Il ne se passait pourtant pas un jour sans que des marques rouges et des bleus couvrent la peau du dos d'Azriel sous sa chemise. Elle était forcée d'endurer et de cacher sa douleur, car Deborah l'affamait si elle laissait paraître sa souffrance, cela l'embarrassant. Chaque fois qu'elle avait mal, Azriel se réfugiait dans ses pensées.
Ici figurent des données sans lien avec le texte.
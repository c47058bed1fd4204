use byteorder::{BigEndian, ByteOrder, LittleEndian};

/// A read past the end of the payload, reported before any byte is touched.
#[derive(Debug, Clone, Copy, PartialEq, Eq)]
pub struct OutOfBytes {
    pub offset: usize,
    pub needed: usize,
    pub available: usize,
}

/// Bounds-checked cursor over an encoded texture payload.
#[derive(Debug)]
pub struct BytesCursor<'a> {
    pub data: &'a [u8],
    pub index: usize,
}

impl<'a> BytesCursor<'a> {
    pub fn new(data: &'a [u8]) -> BytesCursor<'a> {
        BytesCursor { data, index: 0 }
    }

    /// Borrows the next `N` bytes as a fixed-size cell and advances.
    pub fn read_cell<const N: usize>(&mut self) -> Result<&'a [u8; N], OutOfBytes> {
        let cell = self.peek_cell::<N>(self.index)?;
        self.index += N;
        Ok(cell)
    }

    /// Borrows `N` bytes at `offset` without moving the cursor.
    pub fn peek_cell<const N: usize>(&self, offset: usize) -> Result<&'a [u8; N], OutOfBytes> {
        let err = OutOfBytes {
            offset,
            needed: N,
            available: self.data.len(),
        };
        let data: &'a [u8] = self.data;
        let end = offset.checked_add(N).ok_or(err)?;
        if end > data.len() {
            return Err(err);
        }
        data[offset..end].try_into().map_err(|_| err)
    }
}

/// Fixed-width reads used by the block codecs. Cells are always large enough
/// for the offsets they are called with.
pub trait ReadCellTyped {
    fn u16_le(&self, offset: usize) -> u16;
    fn u16_be(&self, offset: usize) -> u16;
}

impl<const N: usize> ReadCellTyped for [u8; N] {
    fn u16_le(&self, offset: usize) -> u16 {
        LittleEndian::read_u16(&self[offset..offset + 2])
    }

    fn u16_be(&self, offset: usize) -> u16 {
        BigEndian::read_u16(&self[offset..offset + 2])
    }
}
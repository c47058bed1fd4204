use std::fmt;

#[derive(Debug, Clone, Copy, PartialEq, Eq, Hash)]
pub enum TextureFormat {
    I4,
    I8,
    IA4,
    IA8,
    Rgb565,
    Rgb5a3,
    Rgba32,
    C4,
    C8,
    C14x2,
    Cmpr,
    Bc1Unorm,
    Bc3Unorm,
    Bc4Unorm,
    Bc5Unorm,
    Bc7Unorm,
}

impl TextureFormat {
    pub fn name(self) -> &'static str {
        match self {
            Self::I4 => "I4",
            Self::I8 => "I8",
            Self::IA4 => "IA4",
            Self::IA8 => "IA8",
            Self::Rgb565 => "RGB565",
            Self::Rgb5a3 => "RGB5A3",
            Self::Rgba32 => "RGBA32",
            Self::C4 => "C4",
            Self::C8 => "C8",
            Self::C14x2 => "C14X2",
            Self::Cmpr => "CMPR",
            Self::Bc1Unorm => "BC1",
            Self::Bc3Unorm => "BC3",
            Self::Bc4Unorm => "BC4",
            Self::Bc5Unorm => "BC5",
            Self::Bc7Unorm => "BC7",
        }
    }

    pub fn uses_palette(self) -> bool {
        matches!(self, Self::C4 | Self::C8 | Self::C14x2)
    }
}

impl fmt::Display for TextureFormat {
    fn fmt(&self, f: &mut fmt::Formatter<'_>) -> fmt::Result {
        f.write_str(self.name())
    }
}

#[derive(Debug, Clone, Copy, PartialEq, Eq)]
pub enum Family {
    /// GX tile formats, blocks stored in raster order.
    Legacy,
    /// BCn formats, blocks stored in Z-order swizzled tiles.
    BlockCompressed,
}

#[derive(Debug, Clone, Copy, PartialEq, Eq)]
pub struct FormatDescriptor {
    pub id: u32,
    pub format: TextureFormat,
    pub bits_per_texel: u32,
    pub block_width: u32,
    pub block_height: u32,
    pub bytes_per_block: u32,
    pub family: Family,
}

/// Bytes covered by one swizzle unit of the block-compressed layout.
pub const SWIZZLE_UNIT_BYTES: u32 = 16;

const fn legacy(id: u32, format: TextureFormat, bpt: u32, bw: u32, bh: u32) -> FormatDescriptor {
    FormatDescriptor {
        id,
        format,
        bits_per_texel: bpt,
        block_width: bw,
        block_height: bh,
        bytes_per_block: bw * bh * bpt / 8,
        family: Family::Legacy,
    }
}

const fn bcn(id: u32, format: TextureFormat, bpt: u32) -> FormatDescriptor {
    FormatDescriptor {
        id,
        format,
        bits_per_texel: bpt,
        block_width: 4,
        block_height: 4,
        bytes_per_block: 16 * bpt / 8,
        family: Family::BlockCompressed,
    }
}

// GX ids for the legacy family, DXGI ids (UNORM and SRGB) for BCn.
pub static REGISTRY: [FormatDescriptor; 19] = [
    legacy(0x00, TextureFormat::I4, 4, 8, 8),
    legacy(0x01, TextureFormat::I8, 8, 8, 4),
    legacy(0x02, TextureFormat::IA4, 8, 8, 4),
    legacy(0x03, TextureFormat::IA8, 16, 4, 4),
    legacy(0x04, TextureFormat::Rgb565, 16, 4, 4),
    legacy(0x05, TextureFormat::Rgb5a3, 16, 4, 4),
    legacy(0x06, TextureFormat::Rgba32, 32, 4, 4),
    legacy(0x08, TextureFormat::C4, 4, 8, 8),
    legacy(0x09, TextureFormat::C8, 8, 8, 4),
    legacy(0x0A, TextureFormat::C14x2, 16, 4, 4),
    legacy(0x0E, TextureFormat::Cmpr, 4, 8, 8),
    bcn(0x47, TextureFormat::Bc1Unorm, 4),
    bcn(0x48, TextureFormat::Bc1Unorm, 4),
    bcn(0x4D, TextureFormat::Bc3Unorm, 8),
    bcn(0x4E, TextureFormat::Bc3Unorm, 8),
    bcn(0x50, TextureFormat::Bc4Unorm, 4),
    bcn(0x53, TextureFormat::Bc5Unorm, 8),
    bcn(0x62, TextureFormat::Bc7Unorm, 8),
    bcn(0x63, TextureFormat::Bc7Unorm, 8),
];

pub fn lookup(id: u32) -> Option<&'static FormatDescriptor> {
    REGISTRY.iter().find(|d| d.id == id)
}

impl FormatDescriptor {
    /// Block grid covering `width`x`height`, as (blocks_x, blocks_y).
    pub fn block_grid(&self, width: u32, height: u32) -> (u32, u32) {
        (
            width.div_ceil(self.block_width),
            height.div_ceil(self.block_height),
        )
    }

    /// Dimensions rounded up to whole blocks, or `None` when they overflow.
    pub fn padded_size(&self, width: u32, height: u32) -> Option<(u32, u32)> {
        let (bx, by) = self.block_grid(width, height);
        Some((bx.checked_mul(self.block_width)?, by.checked_mul(self.block_height)?))
    }

    /// Blocks packed side by side in one swizzle unit.
    pub fn tile_width(&self) -> u32 {
        (SWIZZLE_UNIT_BYTES / self.bytes_per_block).clamp(1, 16)
    }

    /// Swizzle tile grid as (tiles_y, tiles_x).
    pub fn tile_grid(&self, width: u32, height: u32) -> (u32, u32) {
        let (bx, by) = self.block_grid(width, height);
        (by, bx.div_ceil(self.tile_width()))
    }

    /// Bytes the decoder reads at least: one cell per block. Exact for the
    /// legacy family. Swizzled payloads may also carry the unused half of a
    /// partial tile.
    pub fn min_payload_size(&self, width: u32, height: u32) -> Option<usize> {
        let (bx, by) = self.block_grid(width, height);
        (bx as usize)
            .checked_mul(by as usize)?
            .checked_mul(self.bytes_per_block as usize)
    }

    /// Full payload size a texture of this format occupies.
    pub fn encoded_size(&self, width: u32, height: u32) -> Option<usize> {
        match self.family {
            Family::Legacy => self.min_payload_size(width, height),
            Family::BlockCompressed => {
                let (ty, tx) = self.tile_grid(width, height);
                let unit = (self.tile_width() * self.bytes_per_block) as usize;
                (ty as usize).checked_mul(tx as usize)?.checked_mul(unit)
            }
        }
    }
}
'La personne qui m'a nommée viendra me chercher un jour', croyait-elle. 'Ce doit être quelqu'un de très fort et de très doux. Il a dû être bouleversé que je perde la mémoire et s'éloigner un moment. Il ne m'a pas abandonnée. Il doit se ronger d'inquiétude pour moi, et il est peut-être même en train de me chercher avec angoisse. Il me trouvera et il me sortira d'ici.'
Ce furent des jours difficiles. Chaque fois que Deborah avait cours, Azriel était fouettée. Le reste du temps, on lui faisait faire de petites courses et des corvées. Elle était devenue un souffre-douleur d'origine servile, aux mains toujours rugueuses et au dos constamment râpeux de cicatrices. Quatre années passèrent ainsi. Le sentiment jadis tenace d'être un jour sauvée par la lumière s'effaça lentement. Personne ne vint sauver la jeune fille.
Au printemps de l'an 996 du calendrier d'Iskam, la jeune fille eut seize ans. Elle avait depuis longtemps abandonné sa foi, mais l'espoir auquel elle avait renoncé s'accomplit d'une manière tout autre que celle qu'elle avait jamais imaginée.